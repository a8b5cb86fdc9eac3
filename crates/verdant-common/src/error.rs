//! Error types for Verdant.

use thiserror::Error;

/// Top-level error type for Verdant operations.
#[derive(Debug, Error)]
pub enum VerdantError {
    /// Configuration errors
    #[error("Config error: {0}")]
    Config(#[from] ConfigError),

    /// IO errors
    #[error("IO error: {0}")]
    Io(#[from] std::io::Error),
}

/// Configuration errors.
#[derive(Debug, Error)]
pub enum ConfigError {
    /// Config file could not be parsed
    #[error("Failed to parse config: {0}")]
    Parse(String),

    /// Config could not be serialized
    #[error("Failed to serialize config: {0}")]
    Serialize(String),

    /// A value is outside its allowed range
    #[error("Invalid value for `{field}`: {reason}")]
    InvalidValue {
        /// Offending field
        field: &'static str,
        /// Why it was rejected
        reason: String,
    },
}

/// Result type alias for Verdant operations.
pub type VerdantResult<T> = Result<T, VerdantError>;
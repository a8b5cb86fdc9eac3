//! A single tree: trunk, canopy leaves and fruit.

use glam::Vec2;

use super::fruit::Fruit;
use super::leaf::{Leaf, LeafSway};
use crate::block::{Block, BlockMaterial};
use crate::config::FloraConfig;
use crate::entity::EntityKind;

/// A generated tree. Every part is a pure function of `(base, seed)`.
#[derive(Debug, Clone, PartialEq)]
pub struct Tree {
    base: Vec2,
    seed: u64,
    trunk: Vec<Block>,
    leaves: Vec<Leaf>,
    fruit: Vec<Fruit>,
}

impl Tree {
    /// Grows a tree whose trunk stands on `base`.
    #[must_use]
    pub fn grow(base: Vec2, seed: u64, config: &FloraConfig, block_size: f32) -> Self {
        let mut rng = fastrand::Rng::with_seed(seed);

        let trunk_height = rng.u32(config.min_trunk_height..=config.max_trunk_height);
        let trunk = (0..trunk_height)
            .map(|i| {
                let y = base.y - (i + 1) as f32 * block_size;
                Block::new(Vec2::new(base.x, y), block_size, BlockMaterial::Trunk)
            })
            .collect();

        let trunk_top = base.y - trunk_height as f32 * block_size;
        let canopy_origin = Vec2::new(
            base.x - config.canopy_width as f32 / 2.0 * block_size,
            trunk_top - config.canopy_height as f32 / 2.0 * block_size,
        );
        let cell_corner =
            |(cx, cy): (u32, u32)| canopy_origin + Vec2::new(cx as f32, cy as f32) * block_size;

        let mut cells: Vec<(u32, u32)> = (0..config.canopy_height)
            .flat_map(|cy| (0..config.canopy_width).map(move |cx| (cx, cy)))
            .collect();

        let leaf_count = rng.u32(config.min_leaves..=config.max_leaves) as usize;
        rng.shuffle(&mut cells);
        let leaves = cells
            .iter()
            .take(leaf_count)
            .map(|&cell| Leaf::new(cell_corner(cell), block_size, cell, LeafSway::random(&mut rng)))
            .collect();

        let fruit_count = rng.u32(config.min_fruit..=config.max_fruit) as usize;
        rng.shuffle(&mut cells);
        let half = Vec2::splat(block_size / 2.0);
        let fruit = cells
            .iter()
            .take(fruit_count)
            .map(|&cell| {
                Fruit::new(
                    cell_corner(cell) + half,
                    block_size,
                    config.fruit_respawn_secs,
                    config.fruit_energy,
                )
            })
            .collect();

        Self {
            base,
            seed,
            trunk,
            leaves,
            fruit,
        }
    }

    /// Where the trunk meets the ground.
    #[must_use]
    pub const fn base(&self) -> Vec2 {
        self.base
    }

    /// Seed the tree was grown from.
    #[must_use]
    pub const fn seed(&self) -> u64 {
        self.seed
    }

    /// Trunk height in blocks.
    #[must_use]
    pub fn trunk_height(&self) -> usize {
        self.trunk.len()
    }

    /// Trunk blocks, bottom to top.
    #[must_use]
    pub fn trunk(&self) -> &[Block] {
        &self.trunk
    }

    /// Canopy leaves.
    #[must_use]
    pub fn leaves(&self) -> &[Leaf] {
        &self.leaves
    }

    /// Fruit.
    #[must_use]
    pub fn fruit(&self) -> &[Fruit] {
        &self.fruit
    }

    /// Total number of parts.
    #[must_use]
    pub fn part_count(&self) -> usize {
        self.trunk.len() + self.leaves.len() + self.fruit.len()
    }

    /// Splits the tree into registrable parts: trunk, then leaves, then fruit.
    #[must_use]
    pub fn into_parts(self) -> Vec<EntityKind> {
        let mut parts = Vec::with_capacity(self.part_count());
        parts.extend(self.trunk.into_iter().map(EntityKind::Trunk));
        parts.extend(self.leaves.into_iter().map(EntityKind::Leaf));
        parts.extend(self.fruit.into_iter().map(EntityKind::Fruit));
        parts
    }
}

--

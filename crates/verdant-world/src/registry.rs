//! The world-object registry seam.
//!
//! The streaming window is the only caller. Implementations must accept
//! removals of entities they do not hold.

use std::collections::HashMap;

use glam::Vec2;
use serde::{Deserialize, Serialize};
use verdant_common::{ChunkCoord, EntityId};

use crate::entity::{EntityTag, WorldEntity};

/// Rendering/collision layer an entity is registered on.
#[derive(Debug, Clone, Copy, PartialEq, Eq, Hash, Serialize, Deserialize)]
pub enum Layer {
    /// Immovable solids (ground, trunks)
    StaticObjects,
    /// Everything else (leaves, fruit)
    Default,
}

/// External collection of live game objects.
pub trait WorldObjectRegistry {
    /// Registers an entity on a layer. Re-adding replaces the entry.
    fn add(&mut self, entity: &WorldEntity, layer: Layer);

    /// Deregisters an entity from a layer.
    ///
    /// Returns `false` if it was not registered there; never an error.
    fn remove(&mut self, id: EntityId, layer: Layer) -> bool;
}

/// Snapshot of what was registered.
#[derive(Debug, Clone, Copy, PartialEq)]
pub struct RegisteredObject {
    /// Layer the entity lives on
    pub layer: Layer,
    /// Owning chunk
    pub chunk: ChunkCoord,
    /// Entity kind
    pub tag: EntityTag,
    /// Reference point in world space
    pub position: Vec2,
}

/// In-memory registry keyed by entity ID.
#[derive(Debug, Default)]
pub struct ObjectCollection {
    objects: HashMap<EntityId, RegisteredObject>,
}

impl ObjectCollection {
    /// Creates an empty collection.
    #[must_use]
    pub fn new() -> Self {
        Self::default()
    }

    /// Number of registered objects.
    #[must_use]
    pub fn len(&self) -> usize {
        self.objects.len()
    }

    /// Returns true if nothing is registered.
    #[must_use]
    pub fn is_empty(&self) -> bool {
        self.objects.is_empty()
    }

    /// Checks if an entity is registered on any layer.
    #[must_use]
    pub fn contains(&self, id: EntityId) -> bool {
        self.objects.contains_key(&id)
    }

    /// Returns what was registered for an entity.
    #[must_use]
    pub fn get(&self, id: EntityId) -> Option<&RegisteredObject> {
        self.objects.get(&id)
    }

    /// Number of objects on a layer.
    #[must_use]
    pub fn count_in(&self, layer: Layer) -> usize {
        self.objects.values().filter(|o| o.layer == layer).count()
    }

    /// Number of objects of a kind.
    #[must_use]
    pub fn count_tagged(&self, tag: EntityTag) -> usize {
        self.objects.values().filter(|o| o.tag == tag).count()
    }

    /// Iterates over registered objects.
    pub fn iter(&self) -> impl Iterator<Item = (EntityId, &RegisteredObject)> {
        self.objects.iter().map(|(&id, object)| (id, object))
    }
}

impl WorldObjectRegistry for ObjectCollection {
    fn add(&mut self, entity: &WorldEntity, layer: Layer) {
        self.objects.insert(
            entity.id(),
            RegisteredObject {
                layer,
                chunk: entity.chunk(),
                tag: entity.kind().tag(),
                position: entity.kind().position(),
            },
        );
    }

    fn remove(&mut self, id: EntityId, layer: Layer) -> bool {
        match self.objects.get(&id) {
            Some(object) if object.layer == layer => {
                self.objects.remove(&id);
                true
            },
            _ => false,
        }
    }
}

* * *

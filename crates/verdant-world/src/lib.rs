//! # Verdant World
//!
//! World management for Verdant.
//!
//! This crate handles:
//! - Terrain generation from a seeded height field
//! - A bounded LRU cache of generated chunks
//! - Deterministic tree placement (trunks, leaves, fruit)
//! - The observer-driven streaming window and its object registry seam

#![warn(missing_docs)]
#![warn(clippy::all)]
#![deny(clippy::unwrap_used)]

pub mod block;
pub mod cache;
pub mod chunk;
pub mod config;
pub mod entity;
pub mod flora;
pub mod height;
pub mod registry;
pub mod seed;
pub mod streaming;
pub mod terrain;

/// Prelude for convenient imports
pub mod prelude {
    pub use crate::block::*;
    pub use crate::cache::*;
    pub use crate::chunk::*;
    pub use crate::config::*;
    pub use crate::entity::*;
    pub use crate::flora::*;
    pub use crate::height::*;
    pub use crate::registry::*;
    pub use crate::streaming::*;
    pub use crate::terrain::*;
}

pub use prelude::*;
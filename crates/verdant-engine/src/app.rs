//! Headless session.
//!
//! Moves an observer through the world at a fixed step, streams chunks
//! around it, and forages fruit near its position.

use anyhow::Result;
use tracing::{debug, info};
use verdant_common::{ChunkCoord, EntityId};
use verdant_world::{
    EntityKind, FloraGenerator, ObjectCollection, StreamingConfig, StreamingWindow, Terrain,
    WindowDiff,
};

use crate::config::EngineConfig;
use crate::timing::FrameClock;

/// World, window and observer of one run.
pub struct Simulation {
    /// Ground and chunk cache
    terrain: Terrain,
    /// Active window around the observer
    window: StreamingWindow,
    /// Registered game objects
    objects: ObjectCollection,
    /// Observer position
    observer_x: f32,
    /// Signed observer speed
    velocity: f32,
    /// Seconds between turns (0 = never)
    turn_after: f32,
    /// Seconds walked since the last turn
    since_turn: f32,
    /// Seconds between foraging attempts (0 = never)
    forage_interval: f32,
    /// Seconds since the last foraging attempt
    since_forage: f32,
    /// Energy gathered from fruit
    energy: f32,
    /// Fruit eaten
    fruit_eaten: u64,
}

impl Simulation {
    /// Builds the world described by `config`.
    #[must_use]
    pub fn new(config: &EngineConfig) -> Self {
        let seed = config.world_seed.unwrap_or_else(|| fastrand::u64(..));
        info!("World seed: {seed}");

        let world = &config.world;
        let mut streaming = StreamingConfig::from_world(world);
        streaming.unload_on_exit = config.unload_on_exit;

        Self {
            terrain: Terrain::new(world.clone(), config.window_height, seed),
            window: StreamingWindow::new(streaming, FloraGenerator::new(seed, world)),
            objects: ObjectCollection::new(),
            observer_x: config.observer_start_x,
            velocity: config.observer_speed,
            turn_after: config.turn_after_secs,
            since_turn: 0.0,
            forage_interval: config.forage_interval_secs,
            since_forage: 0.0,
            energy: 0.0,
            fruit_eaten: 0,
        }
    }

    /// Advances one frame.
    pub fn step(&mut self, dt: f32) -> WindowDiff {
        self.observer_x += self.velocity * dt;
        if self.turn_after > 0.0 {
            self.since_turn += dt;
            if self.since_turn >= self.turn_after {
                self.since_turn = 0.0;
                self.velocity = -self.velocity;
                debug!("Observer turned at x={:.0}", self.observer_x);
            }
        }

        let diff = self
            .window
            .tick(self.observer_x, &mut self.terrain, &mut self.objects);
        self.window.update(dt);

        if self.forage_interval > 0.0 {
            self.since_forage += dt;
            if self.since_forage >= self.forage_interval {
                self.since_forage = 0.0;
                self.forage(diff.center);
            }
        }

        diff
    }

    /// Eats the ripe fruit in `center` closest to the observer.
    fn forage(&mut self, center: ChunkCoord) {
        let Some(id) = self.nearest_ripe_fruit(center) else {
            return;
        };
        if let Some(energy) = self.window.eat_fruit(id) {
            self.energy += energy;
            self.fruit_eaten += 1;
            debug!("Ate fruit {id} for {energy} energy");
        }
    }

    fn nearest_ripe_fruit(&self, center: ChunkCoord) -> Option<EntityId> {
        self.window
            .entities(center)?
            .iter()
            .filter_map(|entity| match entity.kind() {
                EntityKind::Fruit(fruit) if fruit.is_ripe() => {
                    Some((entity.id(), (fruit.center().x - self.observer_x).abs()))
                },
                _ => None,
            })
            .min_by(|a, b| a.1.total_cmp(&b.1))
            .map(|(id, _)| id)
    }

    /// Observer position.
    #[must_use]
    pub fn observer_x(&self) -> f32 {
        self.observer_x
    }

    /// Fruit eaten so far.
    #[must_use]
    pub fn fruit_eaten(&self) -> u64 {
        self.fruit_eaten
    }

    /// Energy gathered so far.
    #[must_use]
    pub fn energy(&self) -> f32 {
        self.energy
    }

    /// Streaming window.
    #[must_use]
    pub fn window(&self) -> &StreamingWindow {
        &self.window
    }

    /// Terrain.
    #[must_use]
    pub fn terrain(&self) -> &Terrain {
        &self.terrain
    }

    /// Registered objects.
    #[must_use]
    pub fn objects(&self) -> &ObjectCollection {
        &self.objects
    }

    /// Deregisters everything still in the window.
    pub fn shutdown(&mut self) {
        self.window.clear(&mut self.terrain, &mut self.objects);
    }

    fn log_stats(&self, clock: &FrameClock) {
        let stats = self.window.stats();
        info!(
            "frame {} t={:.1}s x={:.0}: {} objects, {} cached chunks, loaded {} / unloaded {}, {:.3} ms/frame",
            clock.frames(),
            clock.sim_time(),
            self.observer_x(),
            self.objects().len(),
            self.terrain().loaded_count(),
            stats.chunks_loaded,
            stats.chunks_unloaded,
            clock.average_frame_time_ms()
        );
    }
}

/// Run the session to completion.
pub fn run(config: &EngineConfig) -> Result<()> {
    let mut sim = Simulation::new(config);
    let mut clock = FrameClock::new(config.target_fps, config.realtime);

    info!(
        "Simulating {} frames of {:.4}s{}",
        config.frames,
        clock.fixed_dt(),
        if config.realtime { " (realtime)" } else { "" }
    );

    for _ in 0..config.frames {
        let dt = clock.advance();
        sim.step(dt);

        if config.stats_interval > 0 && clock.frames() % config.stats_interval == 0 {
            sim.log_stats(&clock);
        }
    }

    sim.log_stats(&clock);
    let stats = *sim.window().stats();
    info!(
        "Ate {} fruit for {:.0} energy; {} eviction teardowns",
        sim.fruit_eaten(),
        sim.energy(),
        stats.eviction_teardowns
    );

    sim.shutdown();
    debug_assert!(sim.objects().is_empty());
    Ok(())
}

▶ TASK ITEM:
Start with the line above that contains "if self.turn_after >" and end with the line that contains "if let Some(energy)". Write out those lines exactly, and only those.

▶ TASK OUTPUT:
        if self.turn_after > 0.0 {
            self.since_turn += dt;
            if self.since_turn >= self.turn_after {
                self.since_turn = 0.0;
                self.velocity = -self.velocity;
                debug!("Observer turned at x={:.0}", self.observer_x);
            }
        }

        let diff = self
            .window
            .tick(self.observer_x, &mut self.terrain, &mut self.objects);
        self.window.update(dt);

        if self.forage_interval > 0.0 {
            self.since_forage += dt;
            if self.since_forage >= self.forage_interval {
                self.since_forage = 0.0;
                self.forage(diff.center);
            }
        }

        diff
    }

    /// Eats the ripe fruit in `center` closest to the observer.
    fn forage(&mut self, center: ChunkCoord) {
        let Some(id) = self.nearest_ripe_fruit(center) else {
            return;
        };
        if let Some(energy) = self.window.eat_fruit(id) {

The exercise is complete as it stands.